### [Exercise material]
====

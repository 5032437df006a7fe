//! Web Notifications API
//!
//! REST endpoints backing the client's notification tray.

use std::collections::HashMap;
use std::sync::Arc;

use axum::extract::{Path, Query, State};
use axum::http::StatusCode;
use axum::routing::{get, post};
use axum::{Json, Router};
use chrono::{DateTime, Utc};
use serde::{Deserialize, Serialize};
use utoipa::{IntoParams, ToSchema};

use nh_common::Filter;

use crate::domain::web_notification::fields;
use crate::domain::{NotificationPriority, NotificationReadStatus, WebNotification};
use crate::error::{NotificationError, Result};
use crate::repository::WebNotificationRepository;

use super::common::{PageResponse, SuccessResponse};

pub(crate) const DEFAULT_PAGE_SIZE: i64 = 20;

/// Notifications service state
#[derive(Clone)]
pub struct NotificationsState {
    pub notification_repo: Arc<WebNotificationRepository>,
}

/// Web notification response DTO
#[derive(Debug, Serialize, ToSchema)]
#[serde(rename_all = "camelCase")]
pub struct WebNotificationResponse {
    pub notification_id: String,
    pub title: String,
    pub body: String,
    pub application: String,
    pub sender: String,
    pub recipient: String,
    pub priority: String,
    pub read_status: String,
    pub publish_on_utc_date: String,
    pub expires_on_utc_date: Option<String>,
    pub tracking_id: Option<String>,
    pub properties: Option<HashMap<String, String>>,
}

impl From<WebNotification> for WebNotificationResponse {
    fn from(n: WebNotification) -> Self {
        Self {
            notification_id: n.notification_id,
            title: n.title,
            body: n.body,
            application: n.application,
            sender: n.sender,
            recipient: n.recipient,
            priority: n.priority.as_str().to_string(),
            read_status: n.read_status.as_str().to_string(),
            publish_on_utc_date: n.publish_on_utc_date.to_rfc3339(),
            expires_on_utc_date: n.expires_on_utc_date.map(|ts| ts.to_rfc3339()),
            tracking_id: n.tracking_id,
            properties: n.properties,
        }
    }
}

/// Create notification request
#[derive(Debug, Deserialize, ToSchema)]
#[serde(rename_all = "camelCase")]
pub struct CreateNotificationRequest {
    /// Notification id; generated when absent
    pub notification_id: Option<String>,
    pub title: String,
    pub body: Option<String>,
    pub application: String,
    pub sender: Option<String>,
    pub recipient: String,
    /// LOW, NORMAL or HIGH (defaults to NORMAL)
    pub priority: Option<String>,
    pub publish_on_utc_date: Option<DateTime<Utc>>,
    pub expires_on_utc_date: Option<DateTime<Utc>>,
    pub tracking_id: Option<String>,
    pub properties: Option<HashMap<String, String>>,
}

/// Query parameters for the notifications listing
#[derive(Debug, Default, Deserialize, IntoParams)]
#[serde(rename_all = "camelCase")]
#[into_params(parameter_in = Query)]
pub struct NotificationsQuery {
    /// Filter by read status (NEW, READ, DISMISSED)
    pub read_status: Option<String>,

    /// Filter by priority (LOW, NORMAL, HIGH)
    pub priority: Option<String>,

    /// Filter by recipient
    pub recipient: Option<String>,

    /// Filter by originating application
    pub application: Option<String>,

    /// Drop already-expired notifications from the listing
    pub active_only: Option<bool>,

    /// Primary sort field, ascending (priority, application or
    /// publishOnUtcDate); publish date descending breaks ties
    pub order_by: Option<String>,

    /// Continuation token from a previous page
    pub next_page_id: Option<String>,

    /// Maximum number of items to return
    pub page_size: Option<i64>,
}

fn parse_priority(value: &str) -> Result<NotificationPriority> {
    NotificationPriority::parse(value).ok_or_else(|| {
        NotificationError::invalid_argument(format!("Unknown priority '{value}'."))
    })
}

fn parse_read_status(value: &str) -> Result<NotificationReadStatus> {
    NotificationReadStatus::parse(value).ok_or_else(|| {
        NotificationError::invalid_argument(format!("Unknown read status '{value}'."))
    })
}

fn resolve_order_field(order_by: Option<&str>) -> Result<Option<&'static str>> {
    match order_by {
        None => Ok(None),
        Some("priority") => Ok(Some(fields::PRIORITY)),
        Some("application") => Ok(Some(fields::APPLICATION)),
        Some("publishOnUtcDate") => Ok(Some(fields::PUBLISH_ON_UTC_DATE)),
        Some(other) => Err(NotificationError::invalid_argument(format!(
            "Unknown order field '{other}'."
        ))),
    }
}

fn build_filter(query: &NotificationsQuery) -> Result<Option<Filter>> {
    let mut clauses = Vec::new();

    if let Some(status) = query.read_status.as_deref() {
        let status = parse_read_status(status)?;
        clauses.push(Filter::eq(fields::READ_STATUS, status.as_str()));
    }
    if let Some(priority) = query.priority.as_deref() {
        let priority = parse_priority(priority)?;
        clauses.push(Filter::eq(fields::PRIORITY, priority.rank()));
    }
    if let Some(recipient) = query.recipient.as_deref() {
        clauses.push(Filter::eq(fields::RECIPIENT, recipient));
    }
    if let Some(application) = query.application.as_deref() {
        clauses.push(Filter::eq(fields::APPLICATION, application));
    }
    if query.active_only.unwrap_or(false) {
        // A notification without an expiry never expires.
        clauses.push(Filter::or(vec![
            Filter::absent(fields::EXPIRES_ON_UTC_DATE),
            Filter::gt(fields::EXPIRES_ON_UTC_DATE, Utc::now()),
        ]));
    }

    Ok(match clauses.len() {
        0 => None,
        1 => clauses.pop(),
        _ => Some(Filter::and(clauses)),
    })
}

/// List notifications with filters and cursor pagination
#[utoipa::path(
    get,
    path = "",
    params(NotificationsQuery),
    responses(
        (status = 200, body = PageResponse<WebNotificationResponse>),
        (status = 400, description = "Invalid filter, order field, page size or cursor")
    ),
    tag = "notifications"
)]
pub async fn list_notifications(
    State(state): State<NotificationsState>,
    Query(query): Query<NotificationsQuery>,
) -> Result<Json<PageResponse<WebNotificationResponse>>> {
    let filter = build_filter(&query)?;
    let order_by = resolve_order_field(query.order_by.as_deref())?;
    let page_size = query.page_size.unwrap_or(DEFAULT_PAGE_SIZE);

    let page = state
        .notification_repo
        .read_page(filter, order_by, query.next_page_id.as_deref(), page_size)
        .await?;

    Ok(Json(PageResponse {
        items: page.items.into_iter().map(Into::into).collect(),
        next_page_id: page.next_page_id,
    }))
}

/// Get a notification by id
#[utoipa::path(
    get,
    path = "/{id}",
    params(("id" = String, Path, description = "Notification id")),
    responses(
        (status = 200, body = WebNotificationResponse),
        (status = 404, description = "Notification not found")
    ),
    tag = "notifications"
)]
pub async fn get_notification(
    State(state): State<NotificationsState>,
    Path(id): Path<String>,
) -> Result<Json<WebNotificationResponse>> {
    let notification = state.notification_repo.read(&id).await?;
    Ok(Json(notification.into()))
}

/// Create a notification
#[utoipa::path(
    post,
    path = "",
    request_body = CreateNotificationRequest,
    responses((status = 201, body = WebNotificationResponse)),
    tag = "notifications"
)]
pub async fn create_notification(
    State(state): State<NotificationsState>,
    Json(request): Json<CreateNotificationRequest>,
) -> Result<(StatusCode, Json<WebNotificationResponse>)> {
    let notification_id = request
        .notification_id
        .unwrap_or_else(|| uuid::Uuid::new_v4().to_string());

    let mut notification = WebNotification::new(
        notification_id,
        request.application,
        request.recipient,
        request.title,
    );
    if let Some(body) = request.body {
        notification = notification.with_body(body);
    }
    if let Some(sender) = request.sender {
        notification = notification.with_sender(sender);
    }
    if let Some(priority) = request.priority.as_deref() {
        notification = notification.with_priority(parse_priority(priority)?);
    }
    if let Some(publish_on) = request.publish_on_utc_date {
        notification = notification.with_publish_date(publish_on);
    }
    if let Some(expires_on) = request.expires_on_utc_date {
        notification = notification.with_expiry(expires_on);
    }
    if let Some(tracking_id) = request.tracking_id {
        notification = notification.with_tracking_id(tracking_id);
    }
    if let Some(properties) = request.properties {
        notification = notification.with_properties(properties);
    }

    state.notification_repo.create(&notification).await?;
    Ok((StatusCode::CREATED, Json(notification.into())))
}

/// Mark a notification as read
#[utoipa::path(
    post,
    path = "/{id}/read",
    params(("id" = String, Path, description = "Notification id")),
    responses(
        (status = 200, body = WebNotificationResponse),
        (status = 404, description = "Notification not found")
    ),
    tag = "notifications"
)]
pub async fn mark_notification_read(
    State(state): State<NotificationsState>,
    Path(id): Path<String>,
) -> Result<Json<WebNotificationResponse>> {
    let notification = state.notification_repo.mark_read(&id).await?;
    Ok(Json(notification.into()))
}

/// Dismiss a notification
#[utoipa::path(
    post,
    path = "/{id}/dismiss",
    params(("id" = String, Path, description = "Notification id")),
    responses(
        (status = 200, body = WebNotificationResponse),
        (status = 404, description = "Notification not found")
    ),
    tag = "notifications"
)]
pub async fn dismiss_notification(
    State(state): State<NotificationsState>,
    Path(id): Path<String>,
) -> Result<Json<WebNotificationResponse>> {
    let notification = state.notification_repo.dismiss(&id).await?;
    Ok(Json(notification.into()))
}

/// Delete a notification
#[utoipa::path(
    delete,
    path = "/{id}",
    params(("id" = String, Path, description = "Notification id")),
    responses(
        (status = 200, body = SuccessResponse),
        (status = 404, description = "Notification not found")
    ),
    tag = "notifications"
)]
pub async fn delete_notification(
    State(state): State<NotificationsState>,
    Path(id): Path<String>,
) -> Result<Json<SuccessResponse>> {
    let deleted = state.notification_repo.delete(&id).await?;
    if !deleted {
        return Err(NotificationError::not_found(id));
    }
    Ok(Json(SuccessResponse::ok()))
}

/// Create notifications router
pub fn notifications_router(state: NotificationsState) -> Router {
    Router::new()
        .route("/", get(list_notifications).post(create_notification))
        .route("/:id", get(get_notification).delete(delete_notification))
        .route("/:id/read", post(mark_notification_read))
        .route("/:id/dismiss", post(dismiss_notification))
        .with_state(state)
}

====

Copy out precisely the lines from the line with "notification = notification.with_sender(sender);" to the line with "if let Some(properties)" in the material above, including those two lines and omitting all the rest.

### [Result for this task]
        notification = notification.with_sender(sender);
    }
    if let Some(priority) = request.priority.as_deref() {
        notification = notification.with_priority(parse_priority(priority)?);
    }
    if let Some(publish_on) = request.publish_on_utc_date {
        notification = notification.with_publish_date(publish_on);
    }
    if let Some(expires_on) = request.expires_on_utc_date {
        notification = notification.with_expiry(expires_on);
    }
    if let Some(tracking_id) = request.tracking_id {
        notification = notification.with_tracking_id(tracking_id);
    }
    if let Some(properties) = request.properties {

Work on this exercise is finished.